> **DATASET EXCERPTS**

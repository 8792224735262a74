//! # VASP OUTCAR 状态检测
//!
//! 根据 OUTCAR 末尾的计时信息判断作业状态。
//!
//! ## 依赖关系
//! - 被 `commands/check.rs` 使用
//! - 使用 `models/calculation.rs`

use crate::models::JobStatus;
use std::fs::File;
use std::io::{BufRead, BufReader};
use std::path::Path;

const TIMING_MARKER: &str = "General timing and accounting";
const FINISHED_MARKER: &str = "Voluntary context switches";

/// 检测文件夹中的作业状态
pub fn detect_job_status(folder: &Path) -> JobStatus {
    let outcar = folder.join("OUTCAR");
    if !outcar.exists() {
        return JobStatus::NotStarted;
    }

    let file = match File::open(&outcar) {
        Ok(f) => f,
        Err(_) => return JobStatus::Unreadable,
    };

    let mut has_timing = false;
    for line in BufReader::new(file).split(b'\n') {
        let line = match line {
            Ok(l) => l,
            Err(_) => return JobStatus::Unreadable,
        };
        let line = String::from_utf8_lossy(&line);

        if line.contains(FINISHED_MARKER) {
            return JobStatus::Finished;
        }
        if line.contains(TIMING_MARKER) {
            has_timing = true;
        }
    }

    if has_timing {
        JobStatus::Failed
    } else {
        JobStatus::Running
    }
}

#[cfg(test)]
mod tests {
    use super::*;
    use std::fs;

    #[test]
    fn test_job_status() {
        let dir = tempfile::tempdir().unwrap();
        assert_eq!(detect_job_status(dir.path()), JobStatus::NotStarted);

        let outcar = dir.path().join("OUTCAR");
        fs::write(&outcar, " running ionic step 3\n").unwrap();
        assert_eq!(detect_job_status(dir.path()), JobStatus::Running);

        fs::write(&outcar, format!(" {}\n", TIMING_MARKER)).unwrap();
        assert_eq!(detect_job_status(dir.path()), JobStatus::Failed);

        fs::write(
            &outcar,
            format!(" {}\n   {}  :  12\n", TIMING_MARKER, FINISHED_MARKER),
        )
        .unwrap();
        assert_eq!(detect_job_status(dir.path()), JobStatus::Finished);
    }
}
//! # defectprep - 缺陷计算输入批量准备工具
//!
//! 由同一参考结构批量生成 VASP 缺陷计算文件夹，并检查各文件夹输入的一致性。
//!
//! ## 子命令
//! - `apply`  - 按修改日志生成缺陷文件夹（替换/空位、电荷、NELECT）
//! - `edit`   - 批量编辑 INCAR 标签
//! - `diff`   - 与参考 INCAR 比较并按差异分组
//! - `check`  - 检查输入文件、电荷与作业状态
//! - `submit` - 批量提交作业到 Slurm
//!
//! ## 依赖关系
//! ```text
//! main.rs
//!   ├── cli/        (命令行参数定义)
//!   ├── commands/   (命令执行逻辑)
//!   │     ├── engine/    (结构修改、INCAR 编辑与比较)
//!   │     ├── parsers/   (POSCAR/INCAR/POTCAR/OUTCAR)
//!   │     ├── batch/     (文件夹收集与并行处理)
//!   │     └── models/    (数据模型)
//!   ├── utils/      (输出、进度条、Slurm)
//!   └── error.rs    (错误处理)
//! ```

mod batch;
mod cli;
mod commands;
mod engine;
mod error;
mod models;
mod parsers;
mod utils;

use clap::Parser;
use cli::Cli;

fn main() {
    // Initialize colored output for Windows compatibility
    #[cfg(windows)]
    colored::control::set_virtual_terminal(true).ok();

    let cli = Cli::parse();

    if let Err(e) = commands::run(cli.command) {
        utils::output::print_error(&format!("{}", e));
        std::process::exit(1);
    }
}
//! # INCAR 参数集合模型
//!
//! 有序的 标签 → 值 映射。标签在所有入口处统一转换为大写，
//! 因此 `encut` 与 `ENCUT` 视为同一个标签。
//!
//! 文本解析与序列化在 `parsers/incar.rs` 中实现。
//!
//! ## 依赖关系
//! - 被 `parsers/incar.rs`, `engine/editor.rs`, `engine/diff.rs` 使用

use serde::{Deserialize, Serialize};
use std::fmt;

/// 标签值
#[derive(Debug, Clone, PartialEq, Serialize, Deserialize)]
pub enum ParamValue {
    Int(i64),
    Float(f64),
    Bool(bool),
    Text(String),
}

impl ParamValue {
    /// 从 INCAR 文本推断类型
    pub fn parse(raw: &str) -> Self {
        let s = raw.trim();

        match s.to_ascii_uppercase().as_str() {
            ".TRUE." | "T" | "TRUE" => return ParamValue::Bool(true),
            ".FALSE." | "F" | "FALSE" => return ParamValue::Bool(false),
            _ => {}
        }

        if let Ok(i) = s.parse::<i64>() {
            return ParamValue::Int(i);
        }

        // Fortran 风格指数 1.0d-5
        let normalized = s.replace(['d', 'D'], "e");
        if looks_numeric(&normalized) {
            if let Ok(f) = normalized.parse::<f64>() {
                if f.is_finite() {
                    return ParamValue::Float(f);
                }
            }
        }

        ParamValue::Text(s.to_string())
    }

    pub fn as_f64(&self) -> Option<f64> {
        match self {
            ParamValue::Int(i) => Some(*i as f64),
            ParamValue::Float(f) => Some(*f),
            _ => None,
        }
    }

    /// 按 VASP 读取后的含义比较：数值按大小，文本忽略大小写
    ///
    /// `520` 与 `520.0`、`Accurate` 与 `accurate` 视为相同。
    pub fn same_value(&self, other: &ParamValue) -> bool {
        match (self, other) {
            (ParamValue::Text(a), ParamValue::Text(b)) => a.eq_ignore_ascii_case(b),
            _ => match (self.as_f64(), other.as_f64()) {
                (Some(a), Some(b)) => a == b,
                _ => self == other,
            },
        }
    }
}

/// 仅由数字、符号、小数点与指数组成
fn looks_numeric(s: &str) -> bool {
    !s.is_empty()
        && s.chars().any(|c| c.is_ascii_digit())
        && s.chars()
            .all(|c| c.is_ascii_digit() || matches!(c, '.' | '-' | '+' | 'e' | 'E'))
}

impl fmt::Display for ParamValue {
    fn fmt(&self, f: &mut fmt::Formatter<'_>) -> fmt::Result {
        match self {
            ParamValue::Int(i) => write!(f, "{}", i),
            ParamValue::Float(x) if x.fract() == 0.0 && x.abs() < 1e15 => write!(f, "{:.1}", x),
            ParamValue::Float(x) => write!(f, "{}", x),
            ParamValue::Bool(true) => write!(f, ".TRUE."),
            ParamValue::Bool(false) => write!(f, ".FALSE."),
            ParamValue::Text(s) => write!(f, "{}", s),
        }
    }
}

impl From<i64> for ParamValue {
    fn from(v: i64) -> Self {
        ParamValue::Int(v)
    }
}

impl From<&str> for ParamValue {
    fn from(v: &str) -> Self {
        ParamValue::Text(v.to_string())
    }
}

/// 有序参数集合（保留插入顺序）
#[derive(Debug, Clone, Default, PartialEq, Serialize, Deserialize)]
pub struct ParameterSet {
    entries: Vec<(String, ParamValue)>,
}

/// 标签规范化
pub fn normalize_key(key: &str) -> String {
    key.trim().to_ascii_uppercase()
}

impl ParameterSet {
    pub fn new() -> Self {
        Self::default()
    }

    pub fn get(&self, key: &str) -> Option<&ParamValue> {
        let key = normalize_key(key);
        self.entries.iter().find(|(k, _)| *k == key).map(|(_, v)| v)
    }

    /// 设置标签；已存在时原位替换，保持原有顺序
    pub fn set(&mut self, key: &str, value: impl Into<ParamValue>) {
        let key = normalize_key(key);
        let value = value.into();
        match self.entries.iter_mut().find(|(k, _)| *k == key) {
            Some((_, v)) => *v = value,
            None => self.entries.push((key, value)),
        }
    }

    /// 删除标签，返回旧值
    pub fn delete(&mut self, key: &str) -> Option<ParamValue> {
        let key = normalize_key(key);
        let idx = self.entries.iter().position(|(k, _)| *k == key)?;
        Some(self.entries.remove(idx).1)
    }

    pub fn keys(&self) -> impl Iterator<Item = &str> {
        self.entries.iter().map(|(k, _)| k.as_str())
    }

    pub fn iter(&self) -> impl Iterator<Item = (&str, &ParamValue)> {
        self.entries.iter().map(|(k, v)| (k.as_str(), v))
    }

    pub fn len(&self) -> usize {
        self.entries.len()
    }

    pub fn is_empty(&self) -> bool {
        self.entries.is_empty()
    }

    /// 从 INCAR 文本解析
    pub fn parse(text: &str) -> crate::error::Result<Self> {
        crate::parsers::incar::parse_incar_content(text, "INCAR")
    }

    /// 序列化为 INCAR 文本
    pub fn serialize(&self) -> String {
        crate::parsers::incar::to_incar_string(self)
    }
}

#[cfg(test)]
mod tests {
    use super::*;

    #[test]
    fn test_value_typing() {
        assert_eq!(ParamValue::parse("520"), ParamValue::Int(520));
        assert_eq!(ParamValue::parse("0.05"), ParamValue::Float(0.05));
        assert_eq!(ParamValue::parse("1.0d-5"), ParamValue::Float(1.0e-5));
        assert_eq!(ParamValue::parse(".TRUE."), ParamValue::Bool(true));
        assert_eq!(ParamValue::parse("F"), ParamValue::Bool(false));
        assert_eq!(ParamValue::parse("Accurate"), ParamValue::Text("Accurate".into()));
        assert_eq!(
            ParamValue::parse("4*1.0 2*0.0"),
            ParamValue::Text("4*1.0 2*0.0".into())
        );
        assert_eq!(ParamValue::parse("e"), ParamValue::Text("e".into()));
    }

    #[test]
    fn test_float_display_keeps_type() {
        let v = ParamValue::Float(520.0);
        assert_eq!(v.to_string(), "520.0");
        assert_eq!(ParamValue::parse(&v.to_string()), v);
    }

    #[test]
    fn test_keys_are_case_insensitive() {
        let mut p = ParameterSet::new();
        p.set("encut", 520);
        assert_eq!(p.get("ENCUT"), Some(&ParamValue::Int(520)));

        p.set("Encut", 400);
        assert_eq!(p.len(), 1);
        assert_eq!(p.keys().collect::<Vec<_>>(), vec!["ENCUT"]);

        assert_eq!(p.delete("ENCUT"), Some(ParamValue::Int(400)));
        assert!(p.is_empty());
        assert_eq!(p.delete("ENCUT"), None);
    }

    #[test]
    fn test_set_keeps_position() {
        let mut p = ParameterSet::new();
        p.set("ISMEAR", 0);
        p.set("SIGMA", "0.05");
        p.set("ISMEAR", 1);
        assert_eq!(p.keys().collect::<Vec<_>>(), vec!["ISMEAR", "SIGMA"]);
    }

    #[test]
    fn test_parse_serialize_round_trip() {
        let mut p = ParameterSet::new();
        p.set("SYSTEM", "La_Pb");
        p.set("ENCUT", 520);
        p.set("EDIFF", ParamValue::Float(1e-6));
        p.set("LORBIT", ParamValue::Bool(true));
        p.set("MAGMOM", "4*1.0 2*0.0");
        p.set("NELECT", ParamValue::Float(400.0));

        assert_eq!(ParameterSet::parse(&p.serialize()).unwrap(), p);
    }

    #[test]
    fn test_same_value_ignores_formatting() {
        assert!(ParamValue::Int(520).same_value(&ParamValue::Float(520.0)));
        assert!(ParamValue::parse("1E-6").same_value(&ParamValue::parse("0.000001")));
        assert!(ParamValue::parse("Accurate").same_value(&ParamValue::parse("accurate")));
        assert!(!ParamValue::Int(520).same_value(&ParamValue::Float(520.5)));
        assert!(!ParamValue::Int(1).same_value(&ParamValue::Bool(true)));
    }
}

> **WHAT YOU HAVE TO DO**
If a line of the entries above holds the word "other", count it; report only how many such lines there are.

> **TASK SOLUTION**
4